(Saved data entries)
• • • •

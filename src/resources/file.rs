//! `file` provider: managed file content and presence.
use anyhow::{Context as _, Result};
use std::path::PathBuf;

use super::error::ResourceError;
use super::exec::string_attribute;
use super::{Resource, ResourceChange, ResourceDescriptor, ResourceState};
use crate::operations::FileSystemOps;

/// Whether the file should exist.
#[derive(Debug, Clone, Copy, PartialEq, Eq)]
pub enum Ensure {
    /// The file exists, with `content` when given.
    Present,
    /// The file does not exist.
    Absent,
}

/// A file on the local host.
///
/// `path` defaults to the resource name.  `ensure` accepts `present`,
/// `file` or `absent`; without `content` a present file is only required to
/// exist.
#[derive(Debug)]
pub struct FileResource<'a> {
    path: PathBuf,
    content: Option<String>,
    ensure: Ensure,
    fs_ops: &'a dyn FileSystemOps,
}

impl<'a> FileResource<'a> {
    /// Interpret a `file` descriptor.
    ///
    /// # Errors
    ///
    /// Returns [`ResourceError::InvalidAttribute`] for a non-string
    /// attribute or an unknown `ensure` value.
    pub fn from_descriptor(
        descriptor: &ResourceDescriptor,
        fs_ops: &'a dyn FileSystemOps,
    ) -> Result<Self, ResourceError> {
        let ensure = match string_attribute(descriptor, "ensure")?.as_deref() {
            None | Some("present" | "file") => Ensure::Present,
            Some("absent") => Ensure::Absent,
            Some(other) => {
                return Err(ResourceError::InvalidAttribute {
                    resource: descriptor.to_string(),
                    attribute: "ensure".to_string(),
                    reason: format!("expected present, file or absent, found '{other}'"),
                });
            }
        };
        Ok(Self {
            path: string_attribute(descriptor, "path")?
                .map_or_else(|| PathBuf::from(descriptor.name()), PathBuf::from),
            content: string_attribute(descriptor, "content")?,
            ensure,
            fs_ops,
        })
    }

    /// Desired presence.
    #[must_use]
    pub const fn ensure(&self) -> Ensure {
        self.ensure
    }
}

impl Resource for FileResource<'_> {
    fn description(&self) -> String {
        format!("file[{}]", self.path.display())
    }

    fn verb(&self) -> &'static str {
        match self.ensure {
            Ensure::Present => "write",
            Ensure::Absent => "remove",
        }
    }

    fn current_state(&self) -> Result<ResourceState> {
        let exists = self.fs_ops.exists(&self.path);
        match (self.ensure, exists) {
            (Ensure::Absent, false) => Ok(ResourceState::Correct),
            (Ensure::Absent, true) => Ok(ResourceState::Incorrect {
                current: "present".to_string(),
            }),
            (Ensure::Present, false) => Ok(ResourceState::Missing),
            (Ensure::Present, true) => {
                let Some(desired) = &self.content else {
                    return Ok(ResourceState::Correct);
                };
                let current = self
                    .fs_ops
                    .read_to_string(&self.path)
                    .with_context(|| format!("reading {}", self.path.display()))?;
                if &current == desired {
                    Ok(ResourceState::Correct)
                } else {
                    Ok(ResourceState::Incorrect { current })
                }
            }
        }
    }

    fn apply(&self) -> Result<ResourceChange> {
        match self.ensure {
            Ensure::Absent => {
                if !self.fs_ops.exists(&self.path) {
                    return Ok(ResourceChange::AlreadyCorrect);
                }
                self.fs_ops
                    .remove(&self.path)
                    .with_context(|| format!("removing {}", self.path.display()))?;
            }
            Ensure::Present => {
                let content = self.content.as_deref().unwrap_or_default();
                self.fs_ops
                    .write(&self.path, content)
                    .with_context(|| format!("writing {}", self.path.display()))?;
            }
        }
        Ok(ResourceChange::Applied)
    }
}

#[cfg(test)]
#[allow(clippy::expect_used, clippy::unwrap_used, clippy::indexing_slicing)]
mod tests {
    use super::*;
    use crate::operations::MockFileSystemOps;
    use crate::resources::{ResourceKind, attributes};
    use serde_json::{Value, json};
    use std::path::Path;

    fn descriptor(name: &str, attrs: Value) -> ResourceDescriptor {
        let mut d = ResourceDescriptor::new(ResourceKind::File, name);
        d.merge(attributes(attrs));
        d
    }

    #[test]
    fn path_defaults_to_name() {
        let fs = MockFileSystemOps::new();
        let d = descriptor("/etc/motd", json!({"content": "hi\n"}));
        let file = FileResource::from_descriptor(&d, &fs).unwrap();
        assert_eq!(file.description(), "file[/etc/motd]");
        assert_eq!(file.ensure(), Ensure::Present);
    }

    #[test]
    fn explicit_path_wins() {
        let fs = MockFileSystemOps::new();
        let d = descriptor("motd", json!({"path": "/etc/motd"}));
        let file = FileResource::from_descriptor(&d, &fs).unwrap();
        assert_eq!(file.description(), "file[/etc/motd]");
    }

    #[test]
    fn missing_file_is_written() {
        let fs = MockFileSystemOps::new();
        let d = descriptor("/etc/motd", json!({"content": "hi\n"}));
        let file = FileResource::from_descriptor(&d, &fs).unwrap();
        assert_eq!(file.current_state().unwrap(), ResourceState::Missing);
        assert_eq!(file.apply().unwrap(), ResourceChange::Applied);
        assert_eq!(fs.content(Path::new("/etc/motd")).as_deref(), Some("hi\n"));
        assert_eq!(file.current_state().unwrap(), ResourceState::Correct);
    }

    #[test]
    fn stale_content_is_incorrect() {
        let fs = MockFileSystemOps::new().with_file("/etc/motd", "old");
        let d = descriptor("/etc/motd", json!({"content": "new"}));
        let file = FileResource::from_descriptor(&d, &fs).unwrap();
        assert_eq!(
            file.current_state().unwrap(),
            ResourceState::Incorrect {
                current: "old".to_string()
            }
        );
    }

    #[test]
    fn existing_file_without_content_is_correct() {
        let fs = MockFileSystemOps::new().with_file("/var/log/app.log", "anything");
        let d = descriptor("/var/log/app.log", json!({}));
        let file = FileResource::from_descriptor(&d, &fs).unwrap();
        assert_eq!(file.current_state().unwrap(), ResourceState::Correct);
        assert!(fs.reads().is_empty());
    }

    #[test]
    fn absent_removes_file() {
        let fs = MockFileSystemOps::new().with_file("/tmp/stale", "x");
        let d = descriptor("/tmp/stale", json!({"ensure": "absent"}));
        let file = FileResource::from_descriptor(&d, &fs).unwrap();
        assert!(file.needs_change().unwrap());
        file.apply().unwrap();
        assert!(fs.content(Path::new("/tmp/stale")).is_none());
        assert_eq!(file.apply().unwrap(), ResourceChange::AlreadyCorrect);
    }

    #[test]
    fn unknown_ensure_is_rejected() {
        let fs = MockFileSystemOps::new();
        let d = descriptor("/tmp/x", json!({"ensure": "directory"}));
        let err = FileResource::from_descriptor(&d, &fs).unwrap_err();
        assert!(err.to_string().contains("'directory'"), "{err}");
    }
}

• • • •

Work order:
A copy of each line above that holds the word "false" is the expected answer.

Output for this exercise:
            (Ensure::Absent, false) => Ok(ResourceState::Correct),
            (Ensure::Present, false) => Ok(ResourceState::Missing),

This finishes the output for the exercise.